Dashka Slater: Reviving Your Stalled Career

Dashka Slater is the author of many fabulous picture books as well as the much lauded 2017 YA true crime novel, THE 57 BUS. But between these latest titles and her first few, Dashka felt stalled in her career for years. During that time, she bravely reached out to a fellow author she thought might be in a similar position, Marsha Diane Arnold. They became complaining buddies—Dashka highly recommends this as a coping strategy.

As she looks back on those formative seven years of not selling, Dashka sees now it made her a much better writer and author, and that reflecting on that stalled time will help her the next time this happens because she has also learned this career is not a straight road.

Dashka shares some goals for this session:

Goal #1: Diagnose the stall
Goal #2: Get your mojo back
Goal #3: Know that you are not alone
Goal #4: Protect yourself against future stalls

Dashka contacted other writers besides Marsha that also had seemed to stall.
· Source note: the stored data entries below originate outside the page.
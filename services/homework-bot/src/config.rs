//! Configuration and credentials for the homework bot

use serde::{Deserialize, Serialize};
use std::path::Path;
use std::time::Duration;

pub const PRACTICUM_TOKEN_VAR: &str = "PRACTICUM_TOKEN";
pub const TELEGRAM_TOKEN_VAR: &str = "TELEGRAM_TOKEN";
pub const TELEGRAM_CHAT_ID_VAR: &str = "TELEGRAM_CHAT_ID";

/// Non-secret service settings
#[derive(Debug, Clone, Serialize, Deserialize)]
pub struct Config {
    #[serde(default = "default_endpoint")]
    pub endpoint: String,
    #[serde(default = "default_telegram_api_url")]
    pub telegram_api_url: String,
    #[serde(default = "default_retry_period")]
    pub retry_period_seconds: u64,
    #[serde(default = "default_request_timeout")]
    pub request_timeout_seconds: u64,
}

impl Default for Config {
    fn default() -> Self {
        Self {
            endpoint: default_endpoint(),
            telegram_api_url: default_telegram_api_url(),
            retry_period_seconds: default_retry_period(),
            request_timeout_seconds: default_request_timeout(),
        }
    }
}

impl Config {
    pub fn retry_period(&self) -> Duration {
        Duration::from_secs(self.retry_period_seconds)
    }

    pub fn request_timeout(&self) -> Duration {
        Duration::from_secs(self.request_timeout_seconds)
    }

    /// Reject settings that would make the poll loop spin or every request time out
    pub fn validate(&self) -> crate::Result<()> {
        if self.retry_period_seconds == 0 {
            return Err(crate::HomeworkBotError::Config(
                "retry_period_seconds must be greater than 0".to_string(),
            ));
        }
        if self.request_timeout_seconds == 0 {
            return Err(crate::HomeworkBotError::Config(
                "request_timeout_seconds must be greater than 0".to_string(),
            ));
        }
        Ok(())
    }
}

fn default_endpoint() -> String {
    "https://practicum.yandex.ru/api/user_api/homework_statuses/".to_string()
}

fn default_telegram_api_url() -> String {
    "https://api.telegram.org".to_string()
}

fn default_retry_period() -> u64 {
    600
}

fn default_request_timeout() -> u64 {
    30
}

/// Load configuration from a JSON file
pub fn load_config(path: &Path) -> crate::Result<Config> {
    let content = std::fs::read_to_string(path).map_err(|e| {
        crate::HomeworkBotError::Config(format!("Failed to read config file {:?}: {}", path, e))
    })?;
    let config: Config = serde_json::from_str(&content).map_err(|e| {
        crate::HomeworkBotError::Config(format!("Failed to parse config file {:?}: {}", path, e))
    })?;
    config.validate()?;
    Ok(config)
}

/// Secrets supplied through the process environment
#[derive(Clone, Default)]
pub struct Credentials {
    pub practicum_token: String,
    pub telegram_token: String,
    pub telegram_chat_id: String,
}

impl std::fmt::Debug for Credentials {
    fn fmt(&self, f: &mut std::fmt::Formatter<'_>) -> std::fmt::Result {
        f.debug_struct("Credentials")
            .field("missing", &self.missing())
            .finish()
    }
}

impl Credentials {
    /// Read credentials from the environment. Unset variables become empty strings
    /// so that the gate in [`Credentials::validate`] can report them.
    pub fn from_env() -> Self {
        Self::from_lookup(|name| std::env::var(name).ok())
    }

    pub fn from_lookup<F>(lookup: F) -> Self
    where
        F: Fn(&str) -> Option<String>,
    {
        Self {
            practicum_token: lookup(PRACTICUM_TOKEN_VAR).unwrap_or_default(),
            telegram_token: lookup(TELEGRAM_TOKEN_VAR).unwrap_or_default(),
            telegram_chat_id: lookup(TELEGRAM_CHAT_ID_VAR).unwrap_or_default(),
        }
    }

    /// True only when every credential is non-empty
    pub fn validate(&self) -> bool {
        self.missing().is_empty()
    }

    /// Names of the environment variables that are absent or empty
    pub fn missing(&self) -> Vec<&'static str> {
        [
            (PRACTICUM_TOKEN_VAR, &self.practicum_token),
            (TELEGRAM_TOKEN_VAR, &self.telegram_token),
            (TELEGRAM_CHAT_ID_VAR, &self.telegram_chat_id),
        ]
        .into_iter()
        .filter(|(_, value)| value.is_empty())
        .map(|(name, _)| name)
        .collect()
    }

    /// Gate variant of [`Credentials::validate`] that names what is missing
    pub fn require(&self) -> crate::Result<()> {
        let missing = self.missing();
        if missing.is_empty() {
            Ok(())
        } else {
            Err(crate::HomeworkBotError::Config(format!(
                "missing required environment variables: {}",
                missing.join(", ")
            )))
        }
    }
}
/// `word/numbering.xml`: one bullet definition with three levels, one
/// decimal definition, and a restarting `w:num` per numbered run.
pub fn numbering(numbered_runs: usize) -> io::Result<Vec<u8>> {
    part(|w| {
        start(w, "w:numbering", &[("xmlns:w", NS_W)])?;

        start(w, "w:abstractNum", &[("w:abstractNumId", "0")])?;
        val(w, "w:multiLevelType", "hybridMultilevel")?;
        for (ilvl, glyph) in ["\u{2022}", "\u{25E6}", "\u{25AA}"].iter().enumerate() {
            level(w, ilvl, "bullet", glyph, 720 * (ilvl + 1))?;
        }
        end(w, "w:abstractNum")?;

        start(w, "w:abstractNum", &[("w:abstractNumId", "1")])?;
        val(w, "w:multiLevelType", "singleLevel")?;
        level(w, 0, "decimal", "%1.", 720)?;
        end(w, "w:abstractNum")?;

        // Every w:num must follow the last w:abstractNum.
        let bullet_id = BULLET_NUM_ID.to_string();
        start(w, "w:num", &[("w:numId", bullet_id.as_str())])?;
        val(w, "w:abstractNumId", "0")?;
        end(w, "w:num")?;
        for offset in 0..numbered_runs {
            let id = (FIRST_NUMBERED_ID as usize + offset).to_string();
            start(w, "w:num", &[("w:numId", id.as_str())])?;
            val(w, "w:abstractNumId", "1")?;
            start(w, "w:lvlOverride", &[("w:ilvl", "0")])?;
            val(w, "w:startOverride", "1")?;
            end(w, "w:lvlOverride")?;
            end(w, "w:num")?;
        }

        end(w, "w:numbering")
    })
}

/// A4 portrait with 2.54 cm margins.
pub fn section_properties(w: &mut XmlWriter) -> io::Result<()> {
    let width = PAGE_WIDTH_TWIPS.to_string();
    let height = PAGE_HEIGHT_TWIPS.to_string();
    let margin = MARGIN_TWIPS.to_string();
    let margin = margin.as_str();
    start(w, "w:sectPr", &[])?;
    empty(
        w,
        "w:pgSz",
        &[("w:w", width.as_str()), ("w:h", height.as_str())],
    )?;
    empty(
        w,
        "w:pgMar",
        &[
            ("w:top", margin),
            ("w:right", margin),
            ("w:bottom", margin),
            ("w:left", margin),
            ("w:header", "708"),
            ("w:footer", "708"),
            ("w:gutter", "0"),
        ],
    )?;
    end(w, "w:sectPr")
}

pub const PAGE_WIDTH_TWIPS: u32 = 11_906;
pub const PAGE_HEIGHT_TWIPS: u32 = 16_838;
pub const MARGIN_TWIPS: u32 = 1_440;
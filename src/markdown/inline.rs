//! Inline-span splitter: `**bold**` and `__underline__` regions.
//!
//! The two delimiters never nest and never overlap. The scan repeatedly
//! takes the *first* opening delimiter in the remaining text, looks for the
//! next occurrence of the same delimiter, emits the plain prefix and the
//! styled region, then continues on whatever follows the closing delimiter.
//!
//! An opening delimiter with no matching close turns the whole remainder of
//! the line (delimiter included) into one plain span, so a stray `**` in
//! model output is printed rather than swallowing text.

use super::block::{Block, Span};

#[derive(Debug, Clone, Copy, PartialEq, Eq)]
enum Delimiter {
    Bold,
    Underline,
}

impl Delimiter {
    const ALL: [Delimiter; 2] = [Delimiter::Bold, Delimiter::Underline];

    fn marker(self) -> &'static str {
        match self {
            Delimiter::Bold => "**",
            Delimiter::Underline => "__",
        }
    }

    fn span(self, text: &str) -> Span {
        match self {
            Delimiter::Bold => Span::bold(text),
            Delimiter::Underline => Span::underline(text),
        }
    }
}

/// Earliest opening delimiter in `text`, if any.
fn first_opening(text: &str) -> Option<(usize, Delimiter)> {
    Delimiter::ALL
        .iter()
        .filter_map(|&d| text.find(d.marker()).map(|pos| (pos, d)))
        .min_by_key(|&(pos, _)| pos)
}

/// Split one line into spans. Empty spans are skipped, but the result is
/// never empty: a line with no visible text yields one empty plain span.
pub fn split_spans(line: &str) -> Vec<Span> {
    let mut spans = Vec::new();
    let mut rest = line;

    while !rest.is_empty() {
        let Some((start, delim)) = first_opening(rest) else {
            push_nonempty(&mut spans, Span::plain(rest));
            break;
        };

        let (before, opened) = rest.split_at(start);
        let body = &opened[delim.marker().len()..];

        match body.find(delim.marker()) {
            Some(end) => {
                push_nonempty(&mut spans, Span::plain(before));
                push_nonempty(&mut spans, delim.span(&body[..end]));
                rest = &body[end + delim.marker().len()..];
            }
            None => {
                // Unterminated: keep everything literally.
                push_nonempty(&mut spans, Span::plain(rest));
                break;
            }
        }
    }

    if spans.is_empty() {
        spans.push(Span::plain(""));
    }
    spans
}

fn push_nonempty(spans: &mut Vec<Span>, span: Span) {
    if !span.text.is_empty() {
        spans.push(span);
    }
}

/// Wrap a line's spans in a [`Block::Paragraph`].
pub fn build_paragraph(line: &str) -> Block {
    Block::Paragraph {
        spans: split_spans(line),
    }
}

#[cfg(test)]
mod tests {
    use super::*;

    fn concat(spans: &[Span]) -> String {
        spans.iter().map(|s| s.text.as_str()).collect()
    }

    #[test]
    fn plain_line_is_single_span() {
        assert_eq!(split_spans("Just text"), vec![Span::plain("Just text")]);
    }

    #[test]
    fn bold_and_underline_regions() {
        let spans = split_spans("Revenue grew **40%** last __quarter__");
        assert_eq!(
            spans,
            vec![
                Span::plain("Revenue grew "),
                Span::bold("40%"),
                Span::plain(" last "),
                Span::underline("quarter"),
            ]
        );
    }

    #[test]
    fn underline_sets_both_flags() {
        let spans = split_spans("__x__");
        assert!(spans[0].bold);
        assert!(spans[0].underline);
    }

    #[test]
    fn unterminated_bold_kept_literally() {
        let spans = split_spans("Sale **ends soon");
        assert_eq!(spans, vec![Span::plain("Sale **ends soon")]);
    }

    #[test]
    fn unterminated_after_closed_region() {
        let spans = split_spans("**a** then __b");
        assert_eq!(spans, vec![Span::bold("a"), Span::plain(" then __b")]);
    }

    #[test]
    fn unterminated_first_marker_swallows_later_pairs() {
        // The first opening wins even if a later pair of the other kind is closed.
        let spans = split_spans("x ** y __z__");
        assert_eq!(spans, vec![Span::plain("x ** y __z__")]);
    }

    #[test]
    fn markers_of_other_kind_inside_region_are_literal() {
        let spans = split_spans("**a __b__ c**");
        assert_eq!(spans, vec![Span::bold("a __b__ c")]);
    }

    #[test]
    fn empty_region_is_dropped() {
        assert_eq!(split_spans("a****b"), vec![Span::plain("a"), Span::plain("b")]);
        assert_eq!(split_spans("****"), vec![Span::plain("")]);
    }

    #[test]
    fn empty_line_yields_one_empty_span() {
        assert_eq!(split_spans(""), vec![Span::plain("")]);
    }

    #[test]
    fn triple_asterisks_do_not_panic() {
        let spans = split_spans("***bold***");
        assert_eq!(spans, vec![Span::bold("*bold"), Span::plain("*")]);
    }

    #[test]
    fn multibyte_text_is_split_on_char_boundaries() {
        let spans = split_spans("Réduction **−30 %** à Noël");
        assert_eq!(concat(&spans), "Réduction −30 % à Noël");
        assert_eq!(spans[1], Span::bold("−30 %"));
    }

    #[test]
    fn concatenation_reconstructs_stripped_line() {
        let spans = split_spans("A **b** c __d__ e");
        assert_eq!(concat(&spans), "A b c d e");
    }

    #[test]
    fn build_paragraph_wraps_spans() {
        match build_paragraph("**Hi**") {
            Block::Paragraph { spans } => assert_eq!(spans, vec![Span::bold("Hi")]),
            other => panic!("expected paragraph, got {other:?}"),
        }
    }
}
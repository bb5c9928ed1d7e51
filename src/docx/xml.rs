//! Thin helpers over `quick_xml::Writer` for the WordprocessingML parts.
//!
//! Attribute values and text go through quick-xml's escaping; nothing here
//! formats markup by hand.

use quick_xml::events::{BytesDecl, BytesEnd, BytesStart, BytesText, Event};
use quick_xml::Writer;
use std::io;

pub type XmlWriter = Writer<Vec<u8>>;

/// A fresh writer holding the standalone UTF-8 declaration every part starts with.
pub fn part_writer() -> io::Result<XmlWriter> {
    let mut w = Writer::new(Vec::new());
    w.write_event(Event::Decl(BytesDecl::new("1.0", Some("UTF-8"), Some("yes"))))?;
    Ok(w)
}

/// Build a whole part in one closure.
pub fn part(build: impl FnOnce(&mut XmlWriter) -> io::Result<()>) -> io::Result<Vec<u8>> {
    let mut w = part_writer()?;
    build(&mut w)?;
    Ok(w.into_inner())
}

pub fn start(w: &mut XmlWriter, name: &str, attrs: &[(&str, &str)]) -> io::Result<()> {
    w.write_event(Event::Start(
        BytesStart::new(name).with_attributes(attrs.iter().copied()),
    ))
}

pub fn end(w: &mut XmlWriter, name: &str) -> io::Result<()> {
    w.write_event(Event::End(BytesEnd::new(name)))
}

/// `<name a="…"/>`
pub fn empty(w: &mut XmlWriter, name: &str, attrs: &[(&str, &str)]) -> io::Result<()> {
    w.write_event(Event::Empty(
        BytesStart::new(name).with_attributes(attrs.iter().copied()),
    ))
}

/// `<name a="…">text</name>`
pub fn text_element(
    w: &mut XmlWriter,
    name: &str,
    attrs: &[(&str, &str)],
    text: &str,
) -> io::Result<()> {
    start(w, name, attrs)?;
    w.write_event(Event::Text(BytesText::new(text)))?;
    end(w, name)
}

/// Shorthand for the ubiquitous `<name w:val="…"/>`.
pub fn val(w: &mut XmlWriter, name: &str, value: &str) -> io::Result<()> {
    empty(w, name, &[("w:val", value)])
}
//! Pipeline stages for photo-to-report generation.
//!
//! Each submodule implements exactly one transformation step.
//! Keeping stages separate makes each independently testable; only
//! [`ocr`] and [`llm`] touch the network.
//!
//! ## Data Flow
//!
//! ```text
//! input ──▶ encode ──▶ ocr ──▶ llm ──▶ postprocess ──▶ markdown ──▶ docx ──▶ package
//! (paths)   (base64)   (VLM)   (analysis) (cleanup)     (blocks)             (zip)
//! ```
//!
//! 1. [`input`]: read each photo, sniff its format, read its dimensions
//! 2. [`encode`]: downscale oversized photos and base64-wrap them for the
//!    multimodal request body
//! 3. [`ocr`]: one vision call per photo, concurrently; failures are
//!    recorded per image, never fatal
//! 4. [`llm`]: the analysis call over the aggregated text, with the
//!    shared retry/backoff policy
//! 5. [`postprocess`]: deterministic cleanup of model quirks (fences, BOMs,
//!    mixed bullet markers) before the line classifier sees the text
//! 6. [`package`]: zip the document, the markdown, the extracted text and
//!    the source photos; written atomically

pub mod encode;
pub mod input;
pub mod llm;
pub mod ocr;
pub mod package;
pub mod postprocess;
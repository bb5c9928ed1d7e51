//! Packaging: the downloadable zip archive.
//!
//! ```text
//! report.zip
//! ├── report.docx
//! ├── analysis.md
//! ├── ocr/<stem>.txt      one per image that yielded text
//! └── images/<file>       every source photograph, unmodified
//! ```
//!
//! Phones name photos `IMG_0001.jpg` per device, so two users' uploads often
//! collide. Names are made unique with a numeric suffix (`IMG_0001-2.jpg`)
//! before anything is written.

use super::input::SourceImage;
use crate::error::ReportError;
use crate::output::ImageResult;
use std::collections::HashSet;
use std::io::{Cursor, Write};
use std::path::Path;
use tracing::debug;
use zip::write::SimpleFileOptions;
use zip::{CompressionMethod, DateTime, ZipWriter};

pub const REPORT_ENTRY: &str = "report.docx";
pub const ANALYSIS_ENTRY: &str = "analysis.md";

/// Make every name unique, in order. Repeats get `-2`, `-3`, … before the
/// extension. Path separators are replaced so an entry can't escape its folder.
pub fn unique_names<'a>(names: impl IntoIterator<Item = &'a str>) -> Vec<String> {
    let mut taken: HashSet<String> = HashSet::new();
    names
        .into_iter()
        .map(|raw| {
            let name = sanitize(raw);
            let (stem, ext) = split_extension(&name);
            let mut candidate = name.clone();
            let mut n = 2;
            while taken.contains(&candidate) {
                candidate = format!("{stem}-{n}{ext}");
                n += 1;
            }
            taken.insert(candidate.clone());
            candidate
        })
        .collect()
}

fn sanitize(name: &str) -> String {
    let cleaned: String = name
        .chars()
        .map(|c| if matches!(c, '/' | '\\') { '_' } else { c })
        .collect();
    match cleaned.trim() {
        "" | "." | ".." => "image".to_string(),
        s => s.to_string(),
    }
}

/// `("shelf", ".jpg")`; a leading dot is part of the stem.
fn split_extension(name: &str) -> (&str, &str) {
    match name.rfind('.') {
        Some(i) if i > 0 => name.split_at(i),
        _ => (name, ""),
    }
}

/// Build the archive in memory.
pub fn build_archive(
    docx: &[u8],
    analysis_markdown: &str,
    images: &[SourceImage],
    results: &[ImageResult],
) -> Result<Vec<u8>, ReportError> {
    let image_names = unique_names(images.iter().map(|i| i.file_name.as_str()));

    let texts: Vec<(usize, &str)> = images
        .iter()
        .enumerate()
        .filter_map(|(i, image)| {
            results
                .iter()
                .find(|r| r.image_num == image.image_num && r.error.is_none())
                .map(|r| (i, r.text.as_str()))
        })
        .collect();
    let stems: Vec<String> = texts
        .iter()
        .map(|(i, _)| format!("{}.txt", split_extension(&image_names[*i]).0))
        .collect();
    let text_names = unique_names(stems.iter().map(String::as_str));

    let mut zip = ZipWriter::new(Cursor::new(Vec::new()));
    let deflated = || {
        SimpleFileOptions::default()
            .compression_method(CompressionMethod::Deflated)
            .last_modified_time(DateTime::default())
    };

    write_entry(&mut zip, REPORT_ENTRY, docx, deflated())?;
    write_entry(&mut zip, ANALYSIS_ENTRY, analysis_markdown.as_bytes(), deflated())?;
    for ((_, text), name) in texts.iter().zip(&text_names) {
        write_entry(&mut zip, &format!("ocr/{name}"), text.as_bytes(), deflated())?;
    }
    for (image, name) in images.iter().zip(&image_names) {
        write_entry(
            &mut zip,
            &format!("images/{name}"),
            &image.bytes,
            deflated().compression_method(CompressionMethod::Stored),
        )?;
    }

    let bytes = zip.finish()?.into_inner();
    debug!(
        "Built archive: {} images, {} text files, {} bytes",
        images.len(),
        text_names.len(),
        bytes.len()
    );
    Ok(bytes)
}

fn write_entry<W: Write + std::io::Seek>(
    zip: &mut ZipWriter<W>,
    name: &str,
    bytes: &[u8],
    options: SimpleFileOptions,
) -> Result<(), ReportError> {
    zip.start_file(name, options)?;
    zip.write_all(bytes)
        .map_err(|e| ReportError::Document(format!("archive entry {name}: {e}")))
}

/// Write `bytes` to `path` atomically: a temp file in the same directory,
/// then rename. A crash mid-write never leaves a truncated archive behind.
pub fn write_atomic(path: &Path, bytes: &[u8]) -> Result<(), ReportError> {
    let write_failed = |source| ReportError::OutputWriteFailed {
        path: path.to_path_buf(),
        source,
    };

    let dir = match path.parent().filter(|p| !p.as_os_str().is_empty()) {
        Some(parent) => {
            std::fs::create_dir_all(parent).map_err(write_failed)?;
            parent
        }
        None => Path::new("."),
    };

    let mut tmp = tempfile::NamedTempFile::new_in(dir).map_err(write_failed)?;
    tmp.write_all(bytes).map_err(write_failed)?;
    tmp.persist(path).map_err(|e| write_failed(e.error))?;
    Ok(())
}

#[cfg(test)]
mod tests {
    use super::*;
    use std::io::Read;

    fn png(name: &str, num: usize) -> SourceImage {
        let img = image::RgbImage::from_pixel(2, 2, image::Rgb([9, 9, 9]));
        let mut bytes = Vec::new();
        image::DynamicImage::ImageRgb8(img)
            .write_to(&mut Cursor::new(&mut bytes), image::ImageFormat::Png)
            .unwrap();
        SourceImage::from_bytes(num, name, bytes).unwrap()
    }

    fn result(num: usize, text: &str) -> ImageResult {
        ImageResult {
            image_num: num,
            file_name: String::new(),
            text: text.into(),
            input_tokens: 0,
            output_tokens: 0,
            duration_ms: 0,
            retries: 0,
            error: None,
        }
    }

    #[test]
    fn unique_names_suffix_repeats() {
        let names = unique_names(["a.jpg", "a.jpg", "b.png", "a.jpg"]);
        assert_eq!(names, vec!["a.jpg", "a-2.jpg", "b.png", "a-3.jpg"]);
    }

    #[test]
    fn unique_names_skip_existing_suffix() {
        let names = unique_names(["a-2.jpg", "a.jpg", "a.jpg"]);
        assert_eq!(names, vec!["a-2.jpg", "a.jpg", "a-3.jpg"]);
    }

    #[test]
    fn unique_names_without_extension_and_separators() {
        let names = unique_names(["README", "README", "../x.png", ".hidden"]);
        assert_eq!(names, vec!["README", "README-2", ".._x.png", ".hidden"]);
    }

    #[test]
    fn archive_layout() {
        let images = vec![png("shelf.png", 1), png("shelf.png", 2), png("end.png", 3)];
        let mut failed = result(3, "");
        failed.error = Some(crate::error::ImageError::NoText { image: 3 });
        let results = vec![result(1, "Dior -20%"), result(2, "Chanel 2+1"), failed];

        let bytes = build_archive(b"docx", "# Report\n", &images, &results).unwrap();
        let mut archive = zip::ZipArchive::new(Cursor::new(bytes)).unwrap();
        let mut names: Vec<String> = archive.file_names().map(str::to_string).collect();
        names.sort();
        assert_eq!(
            names,
            vec![
                "analysis.md",
                "images/end.png",
                "images/shelf-2.png",
                "images/shelf.png",
                "ocr/shelf-2.txt",
                "ocr/shelf.txt",
                "report.docx",
            ]
        );

        let mut text = String::new();
        archive
            .by_name("ocr/shelf-2.txt")
            .unwrap()
            .read_to_string(&mut text)
            .unwrap();
        assert_eq!(text, "Chanel 2+1");
    }

    #[test]
    fn write_atomic_creates_parent_and_leaves_no_temp() {
        let dir = tempfile::tempdir().unwrap();
        let out = dir.path().join("out");
        let path = out.join("report.zip");
        write_atomic(&path, b"zip").unwrap();
        write_atomic(&path, b"zip2").unwrap();
        assert_eq!(std::fs::read(&path).unwrap(), b"zip2");
        assert_eq!(std::fs::read_dir(&out).unwrap().count(), 1);
    }
}
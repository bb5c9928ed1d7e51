//! # promo-report
//!
//! Turn photographs of competitor promotions into a structured Word report.
//!
//! ## Why this crate?
//!
//! Field teams photograph shelf labels, posters and flyers in stores. Reading
//! dozens of photos, typing up each offer and comparing them by hand takes
//! hours. This crate has a vision model transcribe every photo, a second call
//! turn the transcripts into a markdown analysis with a comparison table, and
//! then renders that markdown into a `.docx` with real headings, lists and
//! shaded tables.
//!
//! ## Pipeline Overview
//!
//! ```text
//! photos
//!  │
//!  ├─ 1. Input     read files, sniff format by magic bytes, read dimensions
//!  ├─ 2. Encode    downscale oversized photos → base64 ImageData
//!  ├─ 3. OCR       concurrent vision calls, one per photo
//!  ├─ 4. Analyse   one call over the aggregated transcripts → markdown
//!  ├─ 5. Polish    deterministic cleanup of model quirks
//!  ├─ 6. Convert   line classifier → Vec<Block>
//!  ├─ 7. Render    Block list → .docx (optional photo appendix)
//!  └─ 8. Package   report.docx + analysis.md + transcripts + photos → .zip
//! ```
//!
//! Steps 6 and 7 need no network and are available on their own through
//! [`convert`] and [`render_markdown`].
//!
//! ## Quick Start
//!
//! ```rust,no_run
//! use promo_report::{generate_report_to_archive, ReportConfig};
//!
//! #[tokio::main]
//! async fn main() -> Result<(), Box<dyn std::error::Error>> {
//!     // Provider auto-detected from OPENAI_API_KEY / ANTHROPIC_API_KEY / GEMINI_API_KEY
//!     let config = ReportConfig::builder().title("Week 42").build()?;
//!     let stats = generate_report_to_archive(
//!         &["shelf1.jpg", "flyer.png"],
//!         "report.zip",
//!         &config,
//!     )
//!     .await?;
//!     eprintln!("{} tables, {} tokens in", stats.tables, stats.total_input_tokens);
//!     Ok(())
//! }
//! ```
//!
//! ## Offline conversion
//!
//! ```rust
//! use promo_report::{convert, Block};
//!
//! let blocks = convert("# Report\n| Brand | Type |\n| --- | --- |\n| Dior | Cash |");
//! assert_eq!(blocks[0], Block::heading(1, "Report"));
//! assert!(blocks[1].is_table());
//! ```
//!
//! ## Feature Flags
//!
//! | Feature | Default | Description |
//! |---------|---------|-------------|
//! | `cli`   | on      | Enables the `promo-report` binary (clap + anyhow + tracing-subscriber + indicatif) |
//!
//! Disable `cli` when using only the library:
//! ```toml
//! promo-report = { version = "0.1", default-features = false }
//! ```

// ── Modules ──────────────────────────────────────────────────────────────

pub mod config;
pub mod docx;
pub mod error;
pub mod markdown;
pub mod output;
pub mod pipeline;
pub mod progress;
pub mod prompts;
pub mod report;

// ── Re-exports ───────────────────────────────────────────────────────────

pub use config::{DocumentStyle, ReportConfig, ReportConfigBuilder, TablePalette};
pub use docx::{render_docx, AppendixImage};
pub use error::{ImageError, ReportError};
pub use markdown::{build_paragraph, build_table, convert, shade_for_row, Block, ListKind, RowShade, Span};
pub use output::{AnalysisResult, ImageResult, ReportOutput, ReportStats};
pub use pipeline::input::SourceImage;
pub use progress::{
    NoopProgressCallback, Progress, ProgressCallback, ProgressRegistry, ReportProgressCallback,
    SessionProgress, Stage,
};
pub use report::{
    analyze_text, block_summary, generate_report, generate_report_from_images,
    generate_report_sync, generate_report_to_archive, render_markdown,
};
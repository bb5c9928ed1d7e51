//! Document blocks produced by the line classifier.

use serde::Serialize;

/// An inline run of text sharing one set of formatting flags.
#[derive(Debug, Clone, PartialEq, Eq, Serialize)]
pub struct Span {
    pub text: String,
    pub bold: bool,
    pub underline: bool,
}

impl Span {
    pub fn plain(text: impl Into<String>) -> Self {
        Self {
            text: text.into(),
            bold: false,
            underline: false,
        }
    }

    pub fn bold(text: impl Into<String>) -> Self {
        Self {
            text: text.into(),
            bold: true,
            underline: false,
        }
    }

    /// `__text__` renders bold *and* underlined.
    pub fn underline(text: impl Into<String>) -> Self {
        Self {
            text: text.into(),
            bold: true,
            underline: true,
        }
    }
}

/// Bullet or auto-numbered list item.
#[derive(Debug, Clone, Copy, PartialEq, Eq, Serialize)]
#[serde(rename_all = "lowercase")]
pub enum ListKind {
    Bullet,
    Numbered,
}

/// One structural unit of the output document.
#[derive(Debug, Clone, PartialEq, Eq, Serialize)]
#[serde(tag = "type", rename_all = "snake_case")]
pub enum Block {
    /// Level is always 1, 2 or 3.
    Heading { level: u8, text: String },
    Paragraph { spans: Vec<Span> },
    /// `indent` is 0, 1 or 2.
    ListItem {
        text: String,
        kind: ListKind,
        indent: u8,
    },
    /// Rows may be ragged; cells are kept exactly as they appeared.
    Table {
        headers: Vec<String>,
        rows: Vec<Vec<String>>,
    },
    /// Blank line in the source.
    Spacer,
}

impl Block {
    pub fn heading(level: u8, text: impl Into<String>) -> Self {
        Block::Heading {
            level,
            text: text.into(),
        }
    }

    pub fn bullet(indent: u8, text: impl Into<String>) -> Self {
        Block::ListItem {
            text: text.into(),
            kind: ListKind::Bullet,
            indent,
        }
    }

    pub fn numbered(text: impl Into<String>) -> Self {
        Block::ListItem {
            text: text.into(),
            kind: ListKind::Numbered,
            indent: 0,
        }
    }

    pub fn is_table(&self) -> bool {
        matches!(self, Block::Table { .. })
    }
}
Here are a few of those stall examples and ways in which they got themselves out of there (note: you may be stalled in one or all of these ways, and that's okay!).


  • Personnel changes with your publisher
  • Mergers
  • Recessions
  • Legislation (budget cuts at local or national levels)
  • Personal life
  • Creative blocks
  • Technological Changes (the internet is free! Wikipedia is just as good as a book?!)
  • Market fads
  • Changes in taste + style
  • Losing your mojo
The Sputter Stall: Everything is going along fine, until it doesn't. Lisa Wheeler sold ten books and then... she didn't sell anymore. Her publishing contacts changed or left the industry, the recession crept in, all of her new work was being rejected.

The Market Change Stall: Melissa Stewart says 21 of her books were cancelled after the contracts were signed (Education budget cuts led to drastic library budget cuts. And the Internet became an alternate source for science facts that may have once only been available in physical books).

So what do you do when all of these stalls happen? And look! They happened to amazing people we think are stall-proof!

Dashka's partial Do and Don't list for getting out of stalls:

Do: Fight for your career. It's worth it.
Don't: Beat yourself up. Most of the reasons the stalls happened are out of your control.
Do: Stay connected.
Don't: Believe what you see on social media, it's much better to meet a peer in person and not just via their highlight reel on Facebook.

Do: Cultivate beginner's mind. This is the most important key to ending a stall to Dashka.

The breakout session attendees partner up and discuss what stalls they are feeling and do some brief commiserating. They then help each other brainstorm ideas for getting out of their stall(s).

Here are some of the things Lisa, Melissa, Marsha, and Dashka did to get out of their stalls, think about how that might work for you, too:

Diversify, embrace every new opportunity like: Apps, Educational Materials, Books for Hire, New Genres, Social media platform development, or Teaching. Be doing things to make some money on the side related to your field if not exactly selling a manuscript.

Representation. Either for the first time or as a change up with your existing agent.